In fact, it is likely that in the long run, this extreme monetary policy risks exacerbating rather than correcting the problems. Economic structural problems cannot be corrected with monetary means. They rather require real economic solutions. That means correcting the housing mortgage mess and devising an industrial strategy, a fiscal strategy, and an investment strategy that can put the economy back on its tracks of economic growth.

But, for better or worse, the Federal Reserve Board (Fed) seems to be the only branch of the U.S. government left that can still function properly, i.e. that is not caught in a permanent political gridlock. As a consequence, for the time being at least, bankers are in charge of the U.S. economy. Since they are the ones who created many of the current problems, this is not very reassuring.
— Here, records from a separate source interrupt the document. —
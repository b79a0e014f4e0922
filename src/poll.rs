//! Bounded wait for the completion flag.
//!
//! [`PollLoop`] holds the per-exchange retry state and decides, one flag
//! sample at a time, whether to keep polling, reset the peripheral, or give
//! up. It never touches hardware itself, so the caller controls what a
//! "tick" is.
//!
//! Each reset is preceded by a full window of failed samples. The sample
//! right after the last reset is the final one: if the flag is still clear
//! the exchange times out.

use crate::config::RetryPolicy;

#[derive(Debug, Copy, Clone, PartialEq, Eq)]
pub enum PollState {
    /// Waiting for the completion flag.
    Polling,
    /// The current window ran out; the caller must reset the peripheral and
    /// then call [`PollLoop::escalated`].
    Escalating,
    /// The flag was observed set.
    Succeeded,
    /// The reset budget is spent and the flag is still clear.
    TimedOut,
}

#[derive(Debug, Clone)]
pub struct PollLoop {
    policy: RetryPolicy,
    state: PollState,
    countdown: u8,
    escalations: u8,
    polls: u32,
}

impl PollLoop {
    pub fn new(policy: RetryPolicy) -> Self {
        let policy = RetryPolicy {
            window: policy.window.max(1),
            ..policy
        };
        Self {
            policy,
            state: PollState::Polling,
            countdown: policy.window,
            escalations: 0,
            polls: 0,
        }
    }

    pub fn state(&self) -> PollState {
        self.state
    }

    /// Resets performed so far.
    pub fn escalations(&self) -> u8 {
        self.escalations
    }

    /// Flag samples consumed so far.
    pub fn polls(&self) -> u32 {
        self.polls
    }

    /// Feed one sample of the completion flag.
    ///
    /// Samples are only consumed in [`PollState::Polling`]; in any other
    /// state this returns the current state unchanged.
    pub fn step(&mut self, complete: bool) -> PollState {
        if self.state != PollState::Polling {
            return self.state;
        }

        self.polls += 1;
        if complete {
            self.state = PollState::Succeeded;
            return self.state;
        }

        // After the last reset there is no further window: one incomplete
        // sample ends the exchange.
        if self.escalations > 0 && self.escalations == self.policy.max_escalations {
            self.state = PollState::TimedOut;
            return self.state;
        }

        self.countdown = self.countdown.saturating_sub(1);
        if self.countdown == 0 {
            self.state = if self.escalations < self.policy.max_escalations {
                PollState::Escalating
            } else {
                PollState::TimedOut
            };
        }
        self.state
    }

    /// Record a finished peripheral reset and open a fresh window.
    pub fn escalated(&mut self) {
        debug_assert_eq!(self.state, PollState::Escalating);
        if self.state == PollState::Escalating {
            self.escalations += 1;
            self.countdown = self.policy.window;
            self.state = PollState::Polling;
        }
    }
}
Let’s remind ourselves that the Fed is a semi-public, semi-private organization that has a long history of creating financial asset price bubbles in the U.S and around the world, essentially because the U.S. dollar is an international key-currency widely used around the world and is an important part of other central banks’ official reserves.

Thus, the real danger is that the Fed will again overdo it and create unmanageable financial and monetary bubbles in the coming years. —It did it in the past. It did it in the late 1960’s and early ’70s, and we witnessed the same scenario unfolding with the Greenspan Fed in the late 1990s, when excessive easy money helped inflate the Internet and tech stock market bubble. We saw this again in the early 2000s, when easy Fed money helped inflate the housing bubble. And now, we’re seeing it again with the Bernanke Fed. As a general rule, a central bank should not push the monetary gas pedal to the floor and be obliged to slam on the monetary brakes later, thus placing the real economy on a roller-coaster of booms and busts. That is not the way to run a large economy.

But because of the circumstances, the Fed may be at it again. This time it is busy creating a massive bond bubble, some important currency misalignments and a massive gold and commodity price bubble. We should also not forget that abnormally low interest rates and lower bond yields increase the present value of pension liabilities of most defined benefit pension plans.

Therefore, I would not be surprised to see a pension crisis developing in the coming years under the current Fed monetary policy. Of course, all of these bubbles are interrelated but when they come crashing down, four or five years down the road, maybe sooner, the economy may then be in worse shape than it is today. My most likely scenario is for the Fed to keep the monetary gas pedal way down until the 2012 election, and then slam on the monetary brakes thereafter to salvage what will be left of the imperial dollar.

If so, this could be a partial repeat of Japan’s experience in mismanaging its economy in the early 1990’s until 2000, a period known as the lost decade.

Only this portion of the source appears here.